What's it all about, Alfie?

So why have I started this blog?  There are loads of mental health blogs out there, why should I start yet another one?  I guess I want to share what it's like to have multiple conditions to manage, which occasionally feed each other, and occasionally oppose each other (mostly the former).  I'm not interested in trying to tell people how to manage their own health, I'm not a doctor, I'm not a psychologist, and I'm not a mental health professional.  I AM an occupational therapy student, but more importantly, I'm someone for whom daily living can sometimes be a mission, despite doing all the right things.  I think it is important for people to understand this about mental health - even when you do everything by the book, things can still go wrong, sometimes just a little pear-shaped, sometimes to the extent that the wheels fall right off.  For people out there with mental health issues, this is important to know because it stops us beating ourselves up any time things happen to our minds that we don't welcome.  For people out there who know and/or care about someone with mental health issues, this is important to know because the person you are family, friends, or colleagues with is almost always trying NOT to be sick, and things happen despite their efforts.

So, what exactly am I dealing with?  My first diagnosis was social phobia, in conjunction with clinical depression.  I was diagnosed with these two at 19.  My second diagnosis was chemical dependence (aka addiction), which I was diagnosed with at 21.  My third diagnosis was bipolar I disorder, which nullified my initial diagnosis of depression.  This diagnosis came a few weeks before I turned 24.  A new diagnosis every couple of years, I know, it sounds like I was sitting reading the DSM-IV and thinking to myself, "I'm bored with this, give me a new set of signs and symptoms", but I promise you, it definitely didn't have anything to do with boredom!  I'll do separate posts about my diagnoses, in order to share some basic information about them, as well as to share my experiences with them.  At this stage though, I think it's important to put that basic information out there.

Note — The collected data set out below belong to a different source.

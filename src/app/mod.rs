//! Application state modules

pub mod state;

pub use state::AppState;
//! HTTP route definitions

use axum::{
    extract::State,
    http::{header, Method},
    response::Json,
    routing::get,
    Router,
};
use serde::Serialize;
use tower_http::{compression::CompressionLayer, cors::CorsLayer, trace::TraceLayer};

use crate::app::AppState;
use crate::util::time::uptime_secs;
use crate::ws::handler::ws_handler;

/// Build the application router
pub fn build_router(state: AppState) -> Router {
    // CORS configuration - support multiple origins (comma-separated in CLIENT_ORIGIN)
    let allowed_origins: Vec<header::HeaderValue> = state
        .config
        .client_origin
        .split(',')
        .filter_map(|s| s.trim().parse::<header::HeaderValue>().ok())
        .collect();

    let cors = CorsLayer::new()
        .allow_origin(allowed_origins)
        .allow_methods([Method::GET, Method::OPTIONS])
        .allow_headers([header::CONTENT_TYPE])
        .allow_credentials(true);

    Router::new()
        .route("/health", get(health_handler))
        .route("/ws", get(ws_handler))
        .layer(CompressionLayer::new())
        .layer(TraceLayer::new_for_http())
        .layer(cors)
        .with_state(state)
}

#[derive(Serialize)]
struct HealthResponse {
    status: &'static str,
    uptime_secs: u64,
    open_rooms: usize,
    connected_players: usize,
}

async fn health_handler(State(state): State<AppState>) -> Json<HealthResponse> {
    Json(HealthResponse {
        status: "ok",
        uptime_secs: uptime_secs(),
        open_rooms: state.registry.open_rooms(),
        connected_players: state.registry.connected_players(),
    })
}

It's also important at this point, right at the beginning, for me to state that I do not believe that psychiatric disorders are a sham.  I do not believe that they are the invention of a field of medicine that wants to be in the limelight and receive perpetual funding, and I do not believe they are the invention of "Big Pharma".  If you're going to comment that I am some kind of dupe, or that I've been brainwashed, please do not bother, this is not a platform for that, and I am not interested in those kinds of comments, as I have seen too many people die because they listened to those sorts of opinions.  Ultimately, I guess I am here because I live with a host of strange phenomena, and I want to share this life honestly and openly.  If people connect with that, awesome.  If people can help, awesome.  If people receive help, awesome.  A little word on perseverance...

He moana pukepuke e ekengia e te waka!